Occupy London and the English Civil War: a contemporary link

                    Tents outside the Church of St Mary the Virgin, Putney

This year is the 365th anniversary of a key event in English political history which has a curious link with the current Occupy London movement.

From 28 October – 11 November 1647 a series of debates took place between the radical elements in the New Model Army’ rank and file and their senior officers about the nature of society. The radicals wanted ‘one man, one vote’, authority in the country to be vested in the House of Commons rather than the King and the House of Lords. In addition they declared certain ‘native rights’ for all Englishmen: freedom of conscience, freedom from impressment into the armed forces and equality before the law. Colonel Thomas Rainsborough, speaking as a radical, memorably encapsulated the aspiration for universal suffrage when he said:

For really I think that the poorest hee that is in England hath a life to live, as the greatest hee; and therefore truly, Sr, I think itt clear, that every Man that is to live under a Government ought first by his own Consent to put himself under that Government; and I do think that the poorest man in England is not at all bound in a strict sense to that Government that he hath not had a voice to put Himself under.

We know what took place, at least for the first few days, as the debates were recorded verbatim until 2 November when all recording ceased.

Clearly the senior officers were alarmed by these proposals, particularly for universal suffrage, which they saw as a step towards anarchy.

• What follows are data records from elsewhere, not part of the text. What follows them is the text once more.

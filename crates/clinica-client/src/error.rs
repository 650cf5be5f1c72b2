//! Client-side error taxonomy.

use clinica_core::{ServiceError, ValidationError};
use thiserror::Error;

/// Errors surfaced to the client layer (wizard, pager, FFI).
#[derive(Error, Debug)]
pub enum ClientError {
    /// A required field is missing or malformed. Nothing was persisted.
    #[error("{0}")]
    Validation(#[from] ValidationError),

    /// The targeted record id does not resolve.
    #[error("{entity} {id} not found")]
    NotFound { entity: &'static str, id: i64 },

    /// A dependent record was submitted against a patient id that does not
    /// exist.
    #[error("patient {id} does not exist")]
    UnknownPatient { id: i64 },

    /// The call is not valid in the session's current state.
    #[error("precondition failed: {0}")]
    PreconditionFailed(String),

    /// A submission is already running on this session.
    #[error("a request is already in flight")]
    RequestInFlight,

    #[error("storage error: {0}")]
    Storage(String),
}

pub type ClientResult<T> = Result<T, ClientError>;

impl From<ServiceError> for ClientError {
    fn from(err: ServiceError) -> Self {
        match err {
            ServiceError::Validation(e) => ClientError::Validation(e),
            ServiceError::NotFound { entity, id } => ClientError::NotFound { entity, id },
            ServiceError::UnknownPatient { id } => ClientError::UnknownPatient { id },
            ServiceError::Storage(e) => ClientError::Storage(e.to_string()),
        }
    }
}

impl<T> From<std::sync::PoisonError<T>> for ClientError {
    fn from(err: std::sync::PoisonError<T>) -> Self {
        ClientError::Storage(err.to_string())
    }
}

#[cfg(test)]
mod tests {
    use super::*;

    #[test]
    fn test_service_error_mapping() {
        let err = ClientError::from(ServiceError::UnknownPatient { id: 7 });
        assert!(matches!(err, ClientError::UnknownPatient { id: 7 }));

        let err = ClientError::from(ServiceError::NotFound {
            entity: "cita",
            id: 3,
        });
        assert_eq!(err.to_string(), "cita 3 not found");
    }

    #[test]
    fn test_validation_display_passthrough() {
        let err = ClientError::from(ServiceError::Validation(ValidationError::new(
            "nombre", "required",
        )));
        assert_eq!(err.to_string(), "invalid nombre: required");
    }

    #[test]
    fn test_poison_error_becomes_storage() {
        let mutex = std::sync::Mutex::new(());
        let _ = std::thread::scope(|s| {
            s.spawn(|| {
                let _guard = mutex.lock().unwrap();
                panic!("poison");
            })
            .join()
        });
        let err: ClientError = mutex.lock().unwrap_err().into();
        assert!(matches!(err, ClientError::Storage(_)));
    }
}
//! Medication (medicamento) database operations.

use rusqlite::{params, OptionalExtension};

use super::{Database, DbError, DbResult};
use crate::models::{Medication, NewMedication};

fn medication_from_row(row: &rusqlite::Row<'_>) -> rusqlite::Result<Medication> {
    Ok(Medication {
        id_medicamento: row.get(0)?,
        id_paciente: row.get(1)?,
        medicamento: row.get(2)?,
        dosis: row.get(3)?,
        frecuencia: row.get(4)?,
        fecha_inicio: row.get(5)?,
        fecha_fin: row.get(6)?,
    })
}

impl Database {
    /// Insert a medication for a patient. Parent-existence check and insert
    /// run as one statement.
    pub fn insert_medication(
        &self,
        patient_id: i64,
        payload: &NewMedication,
    ) -> DbResult<Medication> {
        let rows_affected = self.conn.execute(
            r#"
            INSERT INTO medicamentos (
                id_paciente, medicamento, dosis, frecuencia, fecha_inicio, fecha_fin
            )
            SELECT ?1, ?2, ?3, ?4, ?5, ?6
            WHERE EXISTS (SELECT 1 FROM pacientes WHERE id_paciente = ?1)
            "#,
            params![
                patient_id,
                payload.medicamento,
                payload.dosis,
                payload.frecuencia,
                payload.fecha_inicio,
                payload.fecha_fin,
            ],
        )?;

        if rows_affected == 0 {
            return Err(DbError::NotFound(format!("patient {patient_id}")));
        }

        Ok(Medication {
            id_medicamento: self.conn.last_insert_rowid(),
            id_paciente: patient_id,
            medicamento: payload.medicamento.clone(),
            dosis: payload.dosis.clone(),
            frecuencia: payload.frecuencia.clone(),
            fecha_inicio: payload.fecha_inicio.clone(),
            fecha_fin: payload.fecha_fin.clone(),
        })
    }

    /// Update an existing medication. Returns the stored record, or None when
    /// the id does not resolve.
    pub fn update_medication(
        &self,
        id: i64,
        payload: &NewMedication,
    ) -> DbResult<Option<Medication>> {
        let rows_affected = self.conn.execute(
            r#"
            UPDATE medicamentos SET
                medicamento = ?2,
                dosis = ?3,
                frecuencia = ?4,
                fecha_inicio = ?5,
                fecha_fin = ?6
            WHERE id_medicamento = ?1
            "#,
            params![
                id,
                payload.medicamento,
                payload.dosis,
                payload.frecuencia,
                payload.fecha_inicio,
                payload.fecha_fin,
            ],
        )?;

        if rows_affected == 0 {
            return Ok(None);
        }
        self.get_medication(id)
    }

    /// Get a medication by id.
    pub fn get_medication(&self, id: i64) -> DbResult<Option<Medication>> {
        self.conn
            .query_row(
                r#"
                SELECT id_medicamento, id_paciente, medicamento, dosis,
                       frecuencia, fecha_inicio, fecha_fin
                FROM medicamentos
                WHERE id_medicamento = ?
                "#,
                [id],
                medication_from_row,
            )
            .optional()
            .map_err(Into::into)
    }

    /// All medications of one patient, in insertion order.
    pub fn medications_for_patient(&self, patient_id: i64) -> DbResult<Vec<Medication>> {
        let mut stmt = self.conn.prepare(
            r#"
            SELECT id_medicamento, id_paciente, medicamento, dosis,
                   frecuencia, fecha_inicio, fecha_fin
            FROM medicamentos
            WHERE id_paciente = ?
            ORDER BY id_medicamento ASC
            "#,
        )?;

        let rows = stmt.query_map([patient_id], medication_from_row)?;
        rows.collect::<Result<Vec<_>, _>>().map_err(Into::into)
    }

    /// Delete a medication.
    pub fn delete_medication(&self, id: i64) -> DbResult<bool> {
        let rows_affected = self
            .conn
            .execute("DELETE FROM medicamentos WHERE id_medicamento = ?", [id])?;
        Ok(rows_affected > 0)
    }
}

The King’s escape from capture overtook events and the debates were brought to an end, never published and the radicals in the Army persecuted.

What has this got to do with Occupy?

The events of 365 years ago were probably the first time that a genuine democratic debate involving ordinary people took place in this country, the first time that ordinary people looked at society and thought there might be a different way forward rather than the status quo.

The debates took place at the Church of St Mary the Virgin, Putney (SW London). In 2007, on the 360th anniversary, the then rector opened a permanent exhibition to the debates at the Church and organised a series of commemorative events. The rector went on to become Canon Chancellor at St Paul’s Cathedral before the events around the Occupy encampment forced him to resign in October 2011. His name? Rev Dr Giles Fraser.

Occupy London

On a trip to London I stopped off at St Paul’s to take a look at Occupy London. The first thing that struck me was how well laid out the tents are, how clean the area is. The encampment is well away from the steps to St Paul’s itself and does not block the way for people who want to attend church services or walk between the tents and Paternoster Square itself (where the London Stock Exchange is based).

In the Information Tent I asked one of the protesters how it was going: “This isn’t a sprint, it’s a marathon. We’re here for the long haul.” There weren’t many protesters around and most of the tents were empty – many protesters join them in the evenings and at weekends.They were expecting the City to take the case to the High Court to have them evicted and a few days later this is exactly what happened.

Here are some shots I took of the protest camp:

The entrance to Paternoster Square (through the white arch in the picture above) is barricaded off so they can’t occupy the area in front of the Stock Exchange as it’s private land.

What is the point of the occupation and what good does it do?

The Occupy movement is a challenge and a reminder of what we have lost sight of in a society all but bankrupted by the actions of our banks. Our politics have failed us: reaction to the financial crisis has been limited to lots of hand-ringing and political rhetoric, but little action. We are angry and frustrated that we are in this financial situation, but feel powerless to do anything about it. Occupy has no solutions. It is posing questions: does it have to be this way? Is there a better way? How do we engage with each other to find alternative solutions? Occupy asks how we can create a fairer society with greater social justice.      These may be idealistic questions but they make a lot more sense that the cynicism and short termism of most of our current politics.

As we made our way out of the encampment towards St Paul’s tube station, we were passed by a well dressed middle-aged couple, the man in City suit and the woman in a fur coat. “They need to grow up!”, she said, looking at the sea of tents. It seems to me that the process of engagement and dialogue is going to take a long time.